Exercise details: Your task is to copy every line of the entries that contains "Result".
..........
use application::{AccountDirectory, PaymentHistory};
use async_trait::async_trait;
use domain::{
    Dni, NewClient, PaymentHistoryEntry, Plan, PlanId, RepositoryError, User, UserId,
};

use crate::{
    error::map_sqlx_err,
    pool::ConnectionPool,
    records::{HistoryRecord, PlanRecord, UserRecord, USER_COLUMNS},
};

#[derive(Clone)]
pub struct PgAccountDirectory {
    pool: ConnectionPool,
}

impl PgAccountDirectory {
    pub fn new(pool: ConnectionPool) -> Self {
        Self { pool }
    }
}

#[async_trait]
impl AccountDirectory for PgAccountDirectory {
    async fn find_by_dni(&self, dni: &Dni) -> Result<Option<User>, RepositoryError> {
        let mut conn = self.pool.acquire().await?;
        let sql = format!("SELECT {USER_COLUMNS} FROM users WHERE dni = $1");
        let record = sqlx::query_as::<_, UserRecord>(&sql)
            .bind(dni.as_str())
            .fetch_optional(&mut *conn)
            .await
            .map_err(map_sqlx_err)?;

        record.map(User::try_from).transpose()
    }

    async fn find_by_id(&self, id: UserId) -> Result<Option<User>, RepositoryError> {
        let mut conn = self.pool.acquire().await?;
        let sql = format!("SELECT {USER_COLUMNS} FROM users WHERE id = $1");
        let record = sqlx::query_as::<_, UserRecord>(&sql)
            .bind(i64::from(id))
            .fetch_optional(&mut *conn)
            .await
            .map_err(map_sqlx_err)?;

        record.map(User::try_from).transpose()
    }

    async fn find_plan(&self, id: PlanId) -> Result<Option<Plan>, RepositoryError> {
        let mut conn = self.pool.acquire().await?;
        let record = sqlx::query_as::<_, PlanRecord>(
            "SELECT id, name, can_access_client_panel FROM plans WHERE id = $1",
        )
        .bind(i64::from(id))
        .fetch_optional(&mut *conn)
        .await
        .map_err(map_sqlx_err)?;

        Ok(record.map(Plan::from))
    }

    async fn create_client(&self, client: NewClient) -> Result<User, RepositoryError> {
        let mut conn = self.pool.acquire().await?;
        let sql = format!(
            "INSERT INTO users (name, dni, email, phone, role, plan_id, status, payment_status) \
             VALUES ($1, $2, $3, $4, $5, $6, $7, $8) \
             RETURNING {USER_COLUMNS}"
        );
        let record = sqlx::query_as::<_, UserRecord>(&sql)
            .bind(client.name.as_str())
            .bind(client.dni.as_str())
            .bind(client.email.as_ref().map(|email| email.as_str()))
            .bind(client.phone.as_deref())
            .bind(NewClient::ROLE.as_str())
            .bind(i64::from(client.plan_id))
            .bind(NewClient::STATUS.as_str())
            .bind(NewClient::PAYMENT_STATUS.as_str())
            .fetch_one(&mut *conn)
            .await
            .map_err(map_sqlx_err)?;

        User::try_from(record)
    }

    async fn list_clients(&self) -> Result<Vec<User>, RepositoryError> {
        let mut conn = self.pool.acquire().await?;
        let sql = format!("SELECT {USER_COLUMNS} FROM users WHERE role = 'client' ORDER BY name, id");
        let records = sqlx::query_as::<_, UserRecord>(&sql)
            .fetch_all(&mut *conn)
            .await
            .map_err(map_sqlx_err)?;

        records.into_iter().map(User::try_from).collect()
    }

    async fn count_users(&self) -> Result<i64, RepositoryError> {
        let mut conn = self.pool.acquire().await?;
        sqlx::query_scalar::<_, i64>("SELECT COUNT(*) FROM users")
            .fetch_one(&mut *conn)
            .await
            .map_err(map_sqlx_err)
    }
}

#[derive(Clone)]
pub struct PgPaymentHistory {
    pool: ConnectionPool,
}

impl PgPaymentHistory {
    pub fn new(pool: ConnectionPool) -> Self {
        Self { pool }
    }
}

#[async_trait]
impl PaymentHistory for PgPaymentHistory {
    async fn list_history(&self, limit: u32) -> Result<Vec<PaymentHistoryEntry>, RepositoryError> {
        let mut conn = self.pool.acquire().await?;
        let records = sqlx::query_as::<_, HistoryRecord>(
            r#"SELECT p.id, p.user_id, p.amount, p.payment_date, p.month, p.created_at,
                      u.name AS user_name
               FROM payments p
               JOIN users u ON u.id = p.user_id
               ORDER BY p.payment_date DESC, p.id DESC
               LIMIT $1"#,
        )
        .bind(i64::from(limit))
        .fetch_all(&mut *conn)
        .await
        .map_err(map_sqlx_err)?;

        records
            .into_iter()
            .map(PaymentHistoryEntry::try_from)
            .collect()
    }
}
..........
Finished task:
    async fn find_by_dni(&self, dni: &Dni) -> Result<Option<User>, RepositoryError> {
    async fn find_by_id(&self, id: UserId) -> Result<Option<User>, RepositoryError> {
    async fn find_plan(&self, id: PlanId) -> Result<Option<Plan>, RepositoryError> {
    async fn create_client(&self, client: NewClient) -> Result<User, RepositoryError> {
    async fn list_clients(&self) -> Result<Vec<User>, RepositoryError> {
    async fn count_users(&self) -> Result<i64, RepositoryError> {
    async fn list_history(&self, limit: u32) -> Result<Vec<PaymentHistoryEntry>, RepositoryError> {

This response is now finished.